In part, the book’s appeal comes from the vicarious thrill of living an incredible career and with seeing more of that career than just the fame and the fortune. Agassi really does come off as a down-to-earth guy with no real designs on the vast wealth he ultimately obtains, and so there’s this kind of underdog, rags-to-riches allure that we Americans have historically loved and continue to love. In fact, Agassi’s story has a lot of the same elements that draw us to many movies and books: the domineering father, the ill-fated romance, the fairytale romance, the nice moral to care for other people, and the lesson that hard work pays off.
But if the book had just these archetypical plots, I doubt I would have picked it up in the first place, and I certainly wouldn’t have continued reading. What Agassi offers is an intimate look at the struggle for vocation that everyone, in one way or another, wrestles with through their young adult lives and into their twenties, if not well beyond. Agassi’s grand claim and recurring theme is that he hates tennis. He seems to think his confession will shock everyone, and maybe, if I were a die-hard tennis fan, it would. But people who love their jobs are as rare as happy marriages—they do come along , but they are the dear pearls on a beach full of ordinary sand.
I appreciated the honest struggle, and part of what makes it work so well in the book is the way it’s punctuated with real, tangible, win/loss situations. No tennis match recounted in the book was dwelt on in a way that tested my patience, because no match felt as if it were included for the sake of the sport alone. Instead, it was part of the search for motivation, for Agassi to find what he did and didn’t want, for him to observe how these other players approached tennis and, by extension, vocation.
A similar struggle with vocation occurs in the novel I’m currently drafting, and a friend of mine who reads my work and who also happens to arrange his life around Roger Federer matches, saw the similarity and recommended I read Open. But whether one reads Open for a character study (unlikely) or for an interest in Agassi (more likely), the pleasure quickly becomes that of personal identification.
Whenever you read a first-person narration, it’s hard not to identify with that first-person narrator. Of course, in fiction we have the unreliable narrator, and there are certainly elements of that here too. For one thing, I was skeptical—and the acknowledgements confirmed my skepticism—that Agassi himself sat down and wrote this; indeed, he credits J.R. Moehringer with “transform[ing]” (Agassi’s word) transcripts from their personal interviews into this story. It’s an autobiography only insofar as Agassi himself was involved in the process. We expect artifice in fiction; we want reality in autobiography, subjective though its presentation will be. For another, I caught glimpses that—for however much I read along with “Agassi” and identified with him—if I had actually met Agassi at many points in his career, I would not have gotten along with him. Chilly and determined as Pete Sampras comes across in Open, I can see, when I step away from the lure of Agassi’s “I,” that I would be faster friends with Sampras than Agassi (insofar as Agassi’s memoir represents the two). And then, of course, we have to be constantly aware of the subjectivity—that this is Andre Agassi’s story and not Mike Agassi’s story, etc. etc. Don’t get me wrong: subjectivity is not a bad thing. In fact, it’s essential to autobiography.
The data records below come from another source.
use std::fs;
use std::io::{self, Write};
use std::path::{Path, PathBuf};
use std::thread;
use std::time::Duration;

use anyhow::{bail, Context, Result};
use base64::engine::general_purpose::STANDARD as BASE64;
use base64::Engine as _;
use clap::{Args, Parser, Subcommand};
use codestream_contracts::history::{diff_commits, CommitHash};
use codestream_contracts::journal::GenerationJournal;
use codestream_contracts::project::ProjectManifest;
use codestream_contracts::protocol::{CodePayload, GenerationType, InputMode, PromptContent};
use codestream_contracts::stream::StreamKey;
use codestream_engine::{
    CancelHandle, EngineConfig, GenerationCallbacks, GenerationOutcome, GenerationRequest, Notice,
    ProjectController, ScreenshotClient, WebSocketTransport,
};
use tracing_subscriber::EnvFilter;

const DEFAULT_PROJECT_PATH: &str = "codestream-project.json";

#[derive(Debug, Parser)]
#[command(name = "codestream", version, about = "Streaming code generation client")]
struct Cli {
    #[command(subcommand)]
    command: Command,
}

#[derive(Debug, Subcommand)]
enum Command {
    /// Generate new code from reference images, a page URL or a text prompt.
    Generate(GenerateArgs),
    /// Edit the current code with an instruction.
    Edit(EditArgs),
    /// Import existing code as a new version.
    Import(ImportArgs),
    /// List versions and image sessions.
    History(ProjectArgs),
    /// Restore the heads recorded by a version.
    Checkout(CheckoutArgs),
    /// Drop the latest version.
    Undo(ProjectArgs),
    /// Show another variant of the current commit.
    Select(SelectArgs),
    /// Diff the current commit against its parent or another commit.
    Diff(DiffArgs),
    /// Write the current code to a file.
    Export(ExportArgs),
    /// Capture a page URL as a reference image.
    Screenshot(ScreenshotArgs),
}

#[derive(Debug, Args)]
struct ProjectArgs {
    #[arg(long, default_value = DEFAULT_PROJECT_PATH)]
    project: PathBuf,
    /// Journal file; defaults to `<project>.journal.jsonl`.
    #[arg(long)]
    events: Option<PathBuf>,
}

#[derive(Debug, Args)]
struct StreamArgs {
    #[arg(long)]
    ws_url: Option<String>,
    #[arg(long)]
    variants: Option<usize>,
    #[arg(long)]
    block_updates: bool,
    #[arg(long)]
    model: Option<String>,
    /// Stop the request after this many seconds.
    #[arg(long)]
    max_seconds: Option<u64>,
}

#[derive(Debug, Args)]
struct GenerateArgs {
    #[command(flatten)]
    project: ProjectArgs,
    #[command(flatten)]
    stream: StreamArgs,
    #[arg(long, default_value = "")]
    text: String,
    /// Reference image: a file path, an http(s) URL or a data URL. Repeatable.
    #[arg(long = "image")]
    images: Vec<String>,
    /// Page to screenshot and use as the reference image.
    #[arg(long)]
    url: Option<String>,
    #[arg(long)]
    stack: Option<String>,
}

#[derive(Debug, Args)]
struct EditArgs {
    #[command(flatten)]
    project: ProjectArgs,
    #[command(flatten)]
    stream: StreamArgs,
    #[arg(long)]
    text: String,
    /// Image session to edit; defaults to the selected one.
    #[arg(long)]
    session: Option<String>,
}
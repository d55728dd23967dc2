use super::types::Detection;
use crate::{InferError, LetterboxInfo};
use lookout_base::{Rect, Tensor, Vec2};

/// Intersection over Union between two boxes.
///
/// Returns 0.0 for non-overlapping boxes or zero-area boxes (no division by zero).
pub fn iou(a: &Rect<f32>, b: &Rect<f32>) -> f32 {
    if a.size.x <= 0.0 || a.size.y <= 0.0 || b.size.x <= 0.0 || b.size.y <= 0.0 {
        return 0.0;
    }

    let intersection_area = a.intersection(b).map(|rect| rect.area()).unwrap_or(0.0);
    let union_area = a.area() + b.area() - intersection_area;
    if union_area <= 0.0 {
        return 0.0;
    }

    intersection_area / union_area
}

/// Post-processes a YOLO detection output of shape `[1, 4 + C, N]`.
///
/// Each of the N candidates carries `cx, cy, w, h` in letterboxed input pixels followed by C
/// class scores. Candidates whose best score is below `conf_threshold` are dropped, the rest
/// are mapped back into the `frame_width` x `frame_height` frame (clipped to its pixel grid,
/// `0..=width - 1` and `0..=height - 1`) and reduced
/// with class-aware greedy NMS at `iou_threshold`.
///
/// Returns at most `max_detections`, sorted by confidence descending.
pub fn postprocess(
    output: &Tensor<f32>,
    letterbox: &LetterboxInfo,
    frame_width: usize,
    frame_height: usize,
    conf_threshold: f32,
    iou_threshold: f32,
    max_detections: usize,
) -> Result<Vec<Detection>, InferError> {
    let (features, n) = match output.shape.as_slice() {
        &[1, features, n] if features > 4 => (features, n),
        _ => {
            return Err(InferError::ShapeMismatch {
                expected: "[1, 4 + classes, N]".to_string(),
                got: format!("{:?}", output.shape),
            });
        }
    };

    // the far edge is the last pixel row/column, so a box drawn there stays on the frame
    let max_x = frame_width.saturating_sub(1) as f32;
    let max_y = frame_height.saturating_sub(1) as f32;

    // element [0, row, col] sits at row * n + col
    let at = |row: usize, col: usize| output.data[row * n + col];

    let mut candidates = Vec::new();
    for i in 0..n {
        let (class_id, confidence) = (4..features)
            .map(|row| (row - 4, at(row, i)))
            .fold((0, f32::NEG_INFINITY), |best, cur| if cur.1 > best.1 { cur } else { best });

        if confidence < conf_threshold {
            continue;
        }

        let (cx, cy, w, h) = (at(0, i), at(1, i), at(2, i), at(3, i));
        let (x1, y1) = letterbox.to_source(cx - w / 2.0, cy - h / 2.0);
        let (x2, y2) = letterbox.to_source(cx + w / 2.0, cy + h / 2.0);

        let min = Vec2::new(x1.clamp(0.0, max_x), y1.clamp(0.0, max_y));
        let max = Vec2::new(x2.clamp(0.0, max_x), y2.clamp(0.0, max_y));

        candidates.push(Detection {
            bbox: Rect::from_min_max(min, max),
            class_id,
            confidence,
        });
    }

    candidates.sort_by(|a, b| b.confidence.total_cmp(&a.confidence));

    let mut keep: Vec<Detection> = Vec::new();
    let mut suppressed = vec![false; candidates.len()];

    for i in 0..candidates.len() {
        if suppressed[i] {
            continue;
        }
        if keep.len() == max_detections {
            break;
        }

        for j in (i + 1)..candidates.len() {
            if suppressed[j] || candidates[i].class_id != candidates[j].class_id {
                continue;
            }
            if iou(&candidates[i].bbox, &candidates[j].bbox) > iou_threshold {
                suppressed[j] = true;
            }
        }

        keep.push(candidates[i].clone());
    }

    Ok(keep)
}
But now here’s my shocking confession: for as much as I identified with Agassi and was rooting for him, I actually felt a little disappointed with the final chapters—not because I wasn’t glad that he had finally secured his reputation and his wealth, wooed Stefanie Graf, experienced the joys of fatherhood, and established a thriving charity. I was glad, glad in a more genuine way than we usually are for people who make it so big because I understood the difficulties he’d faced in getting there. And yet, after such struggle, the book comes down to pat and usual morals: caring for others, caring for education, caring for family. I don’t doubt his love for his wife, children, and charity, but it suddenly all seemed so storybook that it lost its ring of authenticity.
Which is as much a lesson for fiction as for life.